*WHAT YOU NEED TO DO*
Please could you give again the lines from the one holding "pub mod persistence;" through the final line of the data below, exactly, with no other lines?
*** Begin section ***
//! Storage module for peer and marker persistence

pub mod marker;
pub mod persistence;

pub use marker::{FileMarkerStore, MarkerStore};
pub use persistence::{load_json, save_json, write_atomic, StorageError};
*** End section ***
*RESULT*
pub mod persistence;

pub use marker::{FileMarkerStore, MarkerStore};
pub use persistence::{load_json, save_json, write_atomic, StorageError};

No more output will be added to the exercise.